(Exercise data Opens)
//! Database connection management.
//!
//! Provides a thin pool wrapper around `SQLx` that handles connection
//! options and foreign key enforcement.

use crate::error::{DatabaseError, Result};
use sqlx::sqlite::{SqliteConnectOptions, SqlitePoolOptions};
use sqlx::{Pool, Sqlite};
use std::path::Path;
use std::str::FromStr;

/// SQLite connection pool with Jobscout's connection defaults applied.
#[derive(Debug, Clone)]
pub struct ConnectionPool {
    pool: Pool<Sqlite>,
}

impl ConnectionPool {
    /// Create a new database connection pool.
    ///
    /// # Arguments
    /// * `path` - Path to the `SQLite` database file (or `:memory:` for in-memory)
    ///
    /// # Errors
    /// Returns `DatabaseError` if the database file cannot be opened.
    pub async fn new(path: impl AsRef<Path>) -> Result<Self> {
        let path_str = path.as_ref().to_str().ok_or_else(|| {
            DatabaseError::Open("invalid database path: not valid UTF-8".to_string())
        })?;

        let connect_options = SqliteConnectOptions::from_str(path_str)
            .map_err(|e| DatabaseError::Open(format!("invalid connection string: {e}")))?
            .foreign_keys(true)
            .create_if_missing(true);

        let pool = SqlitePoolOptions::new()
            .max_connections(5)
            .connect_with(connect_options)
            .await
            .map_err(|e| DatabaseError::Open(format!("failed to initialize pool: {e}")))?;

        tracing::info!("Database pool created at {}", path_str);

        Ok(Self { pool })
    }

    /// Get a reference to the underlying `SQLx` pool.
    ///
    /// This allows consumers to execute queries directly using `SQLx`.
    #[must_use]
    pub fn pool(&self) -> &Pool<Sqlite> {
        &self.pool
    }

    /// Close the connection pool gracefully.
    pub async fn close(self) {
        self.pool.close().await;
        tracing::info!("Database pool closed");
    }
}

#[cfg(test)]
mod tests {
    use super::*;

    #[tokio::test]
    async fn test_in_memory_pool() {
        let pool = ConnectionPool::new(":memory:")
            .await
            .expect("create in-memory pool");

        let one: i64 = sqlx::query_scalar("SELECT 1")
            .fetch_one(pool.pool())
            .await
            .expect("run probe query");
        assert_eq!(one, 1);
    }

    #[tokio::test]
    async fn test_foreign_keys_enabled() {
        let pool = ConnectionPool::new(":memory:")
            .await
            .expect("create in-memory pool");

        let enabled: i64 = sqlx::query_scalar("PRAGMA foreign_keys")
            .fetch_one(pool.pool())
            .await
            .expect("query pragma");
        assert_eq!(enabled, 1);
    }
}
(Exercise data Closes)
- _Task_
Your answer must consist of every line above, reproduced exactly.

- _Exercise response_
//! Database connection management.
//!
//! Provides a thin pool wrapper around `SQLx` that handles connection
//! options and foreign key enforcement.

use crate::error::{DatabaseError, Result};
use sqlx::sqlite::{SqliteConnectOptions, SqlitePoolOptions};
use sqlx::{Pool, Sqlite};
use std::path::Path;
use std::str::FromStr;

/// SQLite connection pool with Jobscout's connection defaults applied.
#[derive(Debug, Clone)]
pub struct ConnectionPool {
    pool: Pool<Sqlite>,
}

impl ConnectionPool {
    /// Create a new database connection pool.
    ///
    /// # Arguments
    /// * `path` - Path to the `SQLite` database file (or `:memory:` for in-memory)
    ///
    /// # Errors
    /// Returns `DatabaseError` if the database file cannot be opened.
    pub async fn new(path: impl AsRef<Path>) -> Result<Self> {
        let path_str = path.as_ref().to_str().ok_or_else(|| {
            DatabaseError::Open("invalid database path: not valid UTF-8".to_string())
        })?;

        let connect_options = SqliteConnectOptions::from_str(path_str)
            .map_err(|e| DatabaseError::Open(format!("invalid connection string: {e}")))?
            .foreign_keys(true)
            .create_if_missing(true);

        let pool = SqlitePoolOptions::new()
            .max_connections(5)
            .connect_with(connect_options)
            .await
            .map_err(|e| DatabaseError::Open(format!("failed to initialize pool: {e}")))?;

        tracing::info!("Database pool created at {}", path_str);

        Ok(Self { pool })
    }

    /// Get a reference to the underlying `SQLx` pool.
    ///
    /// This allows consumers to execute queries directly using `SQLx`.
    #[must_use]
    pub fn pool(&self) -> &Pool<Sqlite> {
        &self.pool
    }

    /// Close the connection pool gracefully.
    pub async fn close(self) {
        self.pool.close().await;
        tracing::info!("Database pool closed");
    }
}

#[cfg(test)]
mod tests {
    use super::*;

    #[tokio::test]
    async fn test_in_memory_pool() {
        let pool = ConnectionPool::new(":memory:")
            .await
            .expect("create in-memory pool");

        let one: i64 = sqlx::query_scalar("SELECT 1")
            .fetch_one(pool.pool())
            .await
            .expect("run probe query");
        assert_eq!(one, 1);
    }

    #[tokio::test]
    async fn test_foreign_keys_enabled() {
        let pool = ConnectionPool::new(":memory:")
            .await
            .expect("create in-memory pool");

        let enabled: i64 = sqlx::query_scalar("PRAGMA foreign_keys")
            .fetch_one(pool.pool())
            .await
            .expect("query pragma");
        assert_eq!(enabled, 1);
    }
}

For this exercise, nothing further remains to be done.